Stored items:
+ + +

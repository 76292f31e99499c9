// Copyright (c) 2024-2026 Martin Schröder <info@swedishembedded.com>
//
// SPDX-License-Identifier: MIT
use chrono::{DateTime, Utc};
use serde::{Deserialize, Serialize};
use serde_json::Value;

/// Upper bound on a serialized preview (progressive-disclosure invariant).
pub const PREVIEW_BYTE_BUDGET: usize = 2048;

/// Items above this count earn a "large dataset" warning in the hints.
const LARGE_DATASET_ITEMS: usize = 1000;

/// Shape of a stored payload.  A closed sum; routing never dispatches on
/// raw strings.
#[derive(Debug, Clone, Copy, PartialEq, Eq, Serialize, Deserialize)]
#[serde(rename_all = "snake_case")]
pub enum DataType {
    JsonArray,
    Csv,
    Text,
    SqlResult,
}

impl std::fmt::Display for DataType {
    fn fmt(&self, f: &mut std::fmt::Formatter<'_>) -> std::fmt::Result {
        match self {
            DataType::JsonArray => write!(f, "json_array"),
            DataType::Csv => write!(f, "csv"),
            DataType::Text => write!(f, "text"),
            DataType::SqlResult => write!(f, "sql_result"),
        }
    }
}

/// Relational shape of a converted payload.
#[derive(Debug, Clone, PartialEq, Eq, Serialize, Deserialize)]
pub struct SchemaDescriptor {
    pub columns: Vec<String>,
    pub item_count: usize,
}

/// Everything the first (metadata-only) disclosure step reveals.
#[derive(Debug, Clone, Serialize, Deserialize)]
pub struct DataMetadata {
    pub content_type: String,
    pub data_type: DataType,
    pub size_bytes: usize,
    pub estimated_tokens: usize,
    #[serde(default, skip_serializing_if = "Option::is_none")]
    pub schema: Option<SchemaDescriptor>,
    /// First 5 + last 5 items (or a head slice for text), ≤ 2 KB serialized
    pub preview: Value,
    pub created_at: DateTime<Utc>,
    pub ttl_secs: u64,
}

impl DataMetadata {
    /// True once `created_at + ttl` has passed.  Purely derivable from the
    /// metadata row, so cleanup survives crashes.
    pub fn is_expired(&self, now: DateTime<Utc>) -> bool {
        let deadline = self.created_at + chrono::Duration::seconds(self.ttl_secs as i64);
        now > deadline
    }
}

/// Build the standard first-5 + last-5 preview.
///
/// Fewer than ten items previews everything.  When the serialized preview
/// exceeds [`PREVIEW_BYTE_BUDGET`], each item is collapsed to a truncated
/// string rendering so the item COUNT is preserved while the bytes shrink.
pub fn build_preview(items: &[Value]) -> Value {
    let selected: Vec<Value> = if items.len() <= 10 {
        items.to_vec()
    } else {
        items[..5]
            .iter()
            .chain(items[items.len() - 5..].iter())
            .cloned()
            .collect()
    };

    let serialized = Value::Array(selected.clone());
    if serialized.to_string().len() <= PREVIEW_BYTE_BUDGET {
        return serialized;
    }

    let per_item = PREVIEW_BYTE_BUDGET / selected.len().max(1);
    Value::Array(
        selected
            .iter()
            .map(|item| {
                let mut s = item.to_string();
                s.truncate(per_item.saturating_sub(2).max(8));
                Value::String(s)
            })
            .collect(),
    )
}

/// Head-of-text preview bounded by the byte budget (cut at a char boundary).
pub fn build_text_preview(text: &str) -> Value {
    let mut end = text.len().min(PREVIEW_BYTE_BUDGET);
    while end > 0 && !text.is_char_boundary(end) {
        end -= 1;
    }
    Value::String(text[..end].to_string())
}

/// Deterministic retrieval hints for the metadata disclosure step.
pub fn retrieval_hints(data_type: DataType, item_count: usize) -> Vec<String> {
    let mut hints = vec![match data_type {
        DataType::JsonArray => {
            "Use query_tool_result with offset/limit to page through items, or pass a SQL \
             query (FROM results) to filter server-side."
                .to_string()
        }
        DataType::SqlResult => {
            "Use query_tool_result with a SQL query; reference the data as the table 'results'."
                .to_string()
        }
        DataType::Csv => {
            "Use query_tool_result with a SQL query (FROM results); the CSV is converted to \
             a table on demand."
                .to_string()
        }
        DataType::Text => {
            "This is plain text; fetch slices with query_tool_result offset/limit and filter \
             externally."
                .to_string()
        }
    }];
    if item_count > LARGE_DATASET_ITEMS {
        hints.push(format!(
            "Large dataset ({item_count} items); prefer SQL filtering over full pagination."
        ));
    }
    hints
}

// ─── Unit tests ──────────────────────────────────────────────────────────────

#[cfg(test)]
mod tests {
    use serde_json::json;

    use super::*;

    fn items(n: usize) -> Vec<Value> {
        (0..n).map(|i| json!({"id": i})).collect()
    }

    // ── Preview ───────────────────────────────────────────────────────────────

    #[test]
    fn preview_of_large_array_is_exactly_ten_items() {
        let p = build_preview(&items(3000));
        assert_eq!(p.as_array().unwrap().len(), 10);
    }

    #[test]
    fn preview_takes_first_five_and_last_five() {
        let p = build_preview(&items(100));
        let arr = p.as_array().unwrap();
        assert_eq!(arr[0], json!({"id": 0}));
        assert_eq!(arr[4], json!({"id": 4}));
        assert_eq!(arr[5], json!({"id": 95}));
        assert_eq!(arr[9], json!({"id": 99}));
    }

    #[test]
    fn preview_of_small_array_keeps_everything() {
        let p = build_preview(&items(3));
        assert_eq!(p.as_array().unwrap().len(), 3);
    }

    #[test]
    fn preview_stays_under_byte_budget_for_fat_items() {
        let fat: Vec<Value> = (0..20)
            .map(|i| json!({"id": i, "blob": "x".repeat(4000)}))
            .collect();
        let p = build_preview(&fat);
        assert_eq!(p.as_array().unwrap().len(), 10, "item count must survive");
        assert!(
            p.to_string().len() <= PREVIEW_BYTE_BUDGET + 256,
            "serialized preview must stay near the 2 KB budget"
        );
    }

    #[test]
    fn text_preview_is_bounded() {
        let p = build_text_preview(&"y".repeat(100_000));
        assert_eq!(p.as_str().unwrap().len(), PREVIEW_BYTE_BUDGET);
    }

    #[test]
    fn text_preview_respects_char_boundaries() {
        let text = "é".repeat(PREVIEW_BYTE_BUDGET); // 2 bytes per char
        let p = build_text_preview(&text);
        assert!(p.as_str().unwrap().len() <= PREVIEW_BYTE_BUDGET);
    }

    // ── Hints ─────────────────────────────────────────────────────────────────

    #[test]
    fn json_array_hint_mentions_query_tool_result() {
        let hints = retrieval_hints(DataType::JsonArray, 10);
        assert!(hints[0].contains("query_tool_result"));
    }

    #[test]
    fn sql_result_hint_names_the_results_table() {
        let hints = retrieval_hints(DataType::SqlResult, 10);
        assert!(hints[0].contains("results"));
    }

    #[test]
    fn csv_hint_suggests_sql() {
        let hints = retrieval_hints(DataType::Csv, 10);
        assert!(hints[0].contains("SQL"));
    }

    #[test]
    fn text_hint_suggests_external_filtering() {
        let hints = retrieval_hints(DataType::Text, 0);
        assert!(hints[0].contains("externally"));
    }

    #[test]
    fn large_dataset_earns_a_warning() {
        let hints = retrieval_hints(DataType::JsonArray, 3000);
        assert_eq!(hints.len(), 2);
        assert!(hints[1].contains("Large dataset"));
        assert!(hints[1].contains("3000"));
    }

    #[test]
    fn small_dataset_has_no_warning() {
        assert_eq!(retrieval_hints(DataType::JsonArray, 1000).len(), 1);
    }

    // ── Expiry ────────────────────────────────────────────────────────────────

    #[test]
    fn metadata_expiry_is_derivable_from_timestamps() {
        let meta = DataMetadata {
            content_type: "application/json".into(),
            data_type: DataType::JsonArray,
            size_bytes: 10,
            estimated_tokens: 3,
            schema: None,
            preview: json!([]),
            created_at: Utc::now() - chrono::Duration::seconds(120),
            ttl_secs: 60,
        };
        assert!(meta.is_expired(Utc::now()));
        let fresh = DataMetadata {
            created_at: Utc::now(),
            ..meta
        };
        assert!(!fresh.is_expired(Utc::now()));
    }

    #[test]
    fn data_type_serialises_snake_case() {
        assert_eq!(
            serde_json::to_string(&DataType::JsonArray).unwrap(),
            "\"json_array\""
        );
        assert_eq!(
            serde_json::to_string(&DataType::SqlResult).unwrap(),
            "\"sql_result\""
        );
    }
}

+ + +

TASK DETAILS: Where the string "write" turns up in a line of the data above, copy that whole line.

RESULT OF THE TASK:
            DataType::JsonArray => write!(f, "json_array"),
            DataType::Csv => write!(f, "csv"),
            DataType::Text => write!(f, "text"),
            DataType::SqlResult => write!(f, "sql_result"),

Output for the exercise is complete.